EXERCISE DIRECTIONS: Whenever a line in the data below includes the string "statuses", copy it out.

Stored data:
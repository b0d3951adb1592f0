#![forbid(unsafe_code)]
#![deny(
    warnings,
    dead_code,
    unused,
    unused_imports,
    unused_must_use,
    unreachable_pub,
    clippy::all,
    clippy::pedantic,
    clippy::nursery,
    rustdoc::broken_intra_doc_links,
    rustdoc::bare_urls,
    missing_docs
)]

//! Binary entrypoint for the image proxy.

use imgrelay_app::{AppResult, run_app};

/// Bootstraps the proxy and blocks until shutdown.
#[tokio::main]
async fn main() -> AppResult<()> {
    run_app().await
}
#![forbid(unsafe_code)]
#![deny(
    unused_must_use,
    clippy::all,
    clippy::pedantic,
    clippy::nursery,
    rustdoc::broken_intra_doc_links,
    rustdoc::bare_urls
)]
#![warn(missing_docs, unreachable_pub, unused)]
#![allow(clippy::module_name_repetitions)]

//! Telemetry primitives shared across the imgrelay workspace.
//!
//! Logging setup, the process-wide application span, request-id layers, and the
//! Prometheus registry live here so the HTTP surface and the pipeline report
//! through one place.

pub mod context;
pub mod error;
pub mod init;
pub mod layers;
pub mod metrics;

pub use context::GlobalContextGuard;
pub use error::{Result, TelemetryError};
pub use init::{
    DEFAULT_LOG_LEVEL, LOG_FORMAT_ENV, LogFormat, LoggingConfig, build_sha, init_logging,
};
pub use layers::{propagate_request_id_layer, set_request_id_layer};
pub use metrics::{CacheOutcome, FetchOutcomeLabel, Metrics, TransformOutcome};
#![forbid(unsafe_code)]
#![deny(
    unused_must_use,
    clippy::all,
    clippy::pedantic,
    clippy::nursery,
    rustdoc::broken_intra_doc_links,
    rustdoc::bare_urls
)]
#![warn(missing_docs, unreachable_pub, unused)]
#![allow(clippy::module_name_repetitions)]

//! Content-addressable variant cache.
//!
//! Layout: `key.rs` (key derivation), `store.rs` (`CacheStore` trait and the
//! disk-backed implementation), `error.rs` (error types).

pub mod error;
pub mod key;
pub mod store;

pub use error::{CacheError, CacheResult};
pub use key::{CacheKey, NO_TRANSFORM_MARKER, content_digest};
pub use store::{CacheLookup, CacheStore, DiskCache};
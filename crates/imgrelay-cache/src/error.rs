//! # Design
//!
//! - Constant-message errors; paths and operation names are carried as fields.
//! - A missing entry is not an error: lookups report `CacheLookup::Miss` instead.

use std::io;
use std::path::PathBuf;

use thiserror::Error;

/// Result alias for cache operations.
pub type CacheResult<T> = Result<T, CacheError>;

/// Errors raised by cache key derivation and storage.
#[derive(Debug, Error)]
pub enum CacheError {
    /// A key component contained characters that are unsafe in a file name.
    #[error("invalid cache key")]
    InvalidKey {
        /// Key component that failed validation.
        field: &'static str,
        /// Offending value.
        value: String,
    },
    /// Filesystem access failed.
    #[error("cache io failure")]
    Io {
        /// Operation identifier.
        operation: &'static str,
        /// Path involved in the failure.
        path: PathBuf,
        /// Underlying IO error.
        source: io::Error,
    },
}
//! # Design
//!
//! - One error per rejection the resolver can produce; the HTTP layer maps them to
//!   statuses without string matching.
//! - Messages are constant; URLs, hosts, statuses and MIME types ride in fields.

use std::time::Duration;

use thiserror::Error;

/// Result alias for fetch operations.
pub type FetchResult<T> = Result<T, FetchError>;

/// Errors raised while resolving a remote image.
#[derive(Debug, Error)]
pub enum FetchError {
    /// The target could not be parsed as a URL.
    #[error("invalid source url")]
    InvalidUrl {
        /// Target as supplied.
        url: String,
        /// Underlying parse error.
        source: url::ParseError,
    },
    /// The target scheme is not `http` or `https`.
    #[error("unsupported url scheme")]
    Scheme {
        /// Target URL.
        url: String,
        /// Scheme found on the target (empty when absent).
        scheme: String,
    },
    /// The target has no host.
    #[error("missing url host")]
    Host {
        /// Target URL.
        url: String,
    },
    /// The target host matched no whitelist entry.
    #[error("host not whitelisted")]
    Whitelist {
        /// Rejected host.
        host: String,
    },
    /// More redirects were chased than allowed.
    #[error("too many redirects")]
    RedirectLoop {
        /// Last redirect target seen.
        url: String,
        /// Hops followed before giving up.
        hops: usize,
    },
    /// The upstream answered with a terminal status other than 200.
    #[error("unexpected upstream status")]
    UpstreamStatus {
        /// URL that produced the status.
        url: String,
        /// Status code returned.
        status: u16,
    },
    /// The negotiated MIME type is not in the allowed set.
    #[error("unsupported content type")]
    UnsupportedMime {
        /// Negotiated MIME type.
        mime: String,
        /// Allowed MIME types.
        allowed: Vec<String>,
    },
    /// Response headers did not arrive before the timeout fired.
    #[error("upstream request timed out")]
    Timeout {
        /// URL being requested when the timer fired.
        url: String,
        /// Configured timeout.
        after: Duration,
    },
    /// The HTTP client failed to send the request or read the body.
    #[error("upstream transport failure")]
    Transport {
        /// Operation identifier.
        operation: &'static str,
        /// URL being requested.
        url: String,
        /// Underlying client error.
        source: reqwest::Error,
    },
    /// The HTTP client could not be constructed.
    #[error("failed to build http client")]
    ClientBuild {
        /// Underlying client error.
        source: reqwest::Error,
    },
    /// The request was torn down before either the response or the timer settled it.
    #[error("upstream request interrupted")]
    Interrupted {
        /// URL being requested.
        url: String,
    },
}
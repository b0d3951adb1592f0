//! Boot sequence: configuration, logging, cache, resolver, executor, server.

use std::net::SocketAddr;
use std::sync::Arc;

use imgrelay_api::ApiServer;
use imgrelay_cache::{CacheStore, DiskCache};
use imgrelay_config::{ProxyConfig, load_from_env};
use imgrelay_fetch::FetchResolver;
use imgrelay_pipeline::Executor;
use imgrelay_telemetry::{
    GlobalContextGuard, LOG_FORMAT_ENV, LogFormat, LoggingConfig, Metrics, init_logging,
};
use tracing::{error, info};

use crate::error::{AppError, AppResult};

/// Dependencies required to bootstrap the proxy.
pub(crate) struct BootstrapDependencies {
    pub(crate) logging: LoggingConfig<'static>,
    pub(crate) config: ProxyConfig,
    pub(crate) telemetry: Metrics,
}

impl BootstrapDependencies {
    pub(crate) fn from_env() -> AppResult<Self> {
        let format = LogFormat::from_override(std::env::var(LOG_FORMAT_ENV).ok().as_deref());
        let logging = LoggingConfig {
            format,
            ..LoggingConfig::default()
        };
        let config = load_from_env().map_err(|err| AppError::config("config.load", err))?;
        let telemetry = Metrics::new().map_err(|err| AppError::telemetry("metrics.new", err))?;
        Ok(Self {
            logging,
            config,
            telemetry,
        })
    }
}

/// Load configuration from the environment, serve until Ctrl-C or SIGTERM.
///
/// # Errors
///
/// Returns an error if configuration is invalid, logging cannot be installed,
/// the cache directory cannot be opened, or the listener fails.
pub async fn run_app() -> AppResult<()> {
    let dependencies = BootstrapDependencies::from_env()?;
    run_app_with(dependencies).await
}

pub(crate) async fn run_app_with(dependencies: BootstrapDependencies) -> AppResult<()> {
    init_logging(&dependencies.logging)
        .map_err(|err| AppError::telemetry("telemetry.init", err))?;
    let _context = GlobalContextGuard::new("imgrelay");

    let BootstrapDependencies {
        logging: _,
        config,
        telemetry,
    } = dependencies;

    info!(
        cache_enabled = config.cache_enabled,
        whitelist_entries = config.whitelist.entries().len(),
        "image proxy bootstrap starting"
    );
    let (server, addr) = build_server(&config, telemetry).await?;
    server
        .serve(addr, shutdown_signal())
        .await
        .map_err(|err| AppError::api_server("serve", err))
}

/// Wire cache, resolver and executor into an [`ApiServer`] for `config`.
pub(crate) async fn build_server(
    config: &ProxyConfig,
    telemetry: Metrics,
) -> AppResult<(ApiServer, SocketAddr)> {
    let cache: Option<Arc<dyn CacheStore>> = if config.cache_enabled {
        let store = DiskCache::open(config.cache_folder.clone())
            .await
            .map_err(|err| AppError::cache("cache.open", err))?;
        info!(folder = %store.root().display(), "variant cache enabled");
        Some(Arc::new(store))
    } else {
        None
    };
    let resolver =
        FetchResolver::new(config).map_err(|err| AppError::fetch("resolver.new", err))?;
    let executor = Executor::new(resolver, cache, telemetry.clone());
    let addr = SocketAddr::new(config.bind_addr, config.port);
    Ok((ApiServer::new(executor, telemetry, config), addr))
}

async fn shutdown_signal() {
    let ctrl_c = async {
        if let Err(err) = tokio::signal::ctrl_c().await {
            error!(error = %err, "failed to listen for ctrl-c");
            std::future::pending::<()>().await;
        }
    };

    #[cfg(unix)]
    let terminate = async {
        match tokio::signal::unix::signal(tokio::signal::unix::SignalKind::terminate()) {
            Ok(mut sigterm) => {
                sigterm.recv().await;
            }
            Err(err) => {
                error!(error = %err, "failed to listen for SIGTERM");
                std::future::pending::<()>().await;
            }
        }
    };

    #[cfg(not(unix))]
    let terminate = std::future::pending::<()>();

    tokio::select! {
        () = ctrl_c => info!("received ctrl-c, draining in-flight requests"),
        () = terminate => info!("received SIGTERM, draining in-flight requests"),
    }
}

ANSWER SPACE:
//!   statuses without string matching.
//! - Messages are constant; URLs, hosts, statuses and MIME types ride in fields.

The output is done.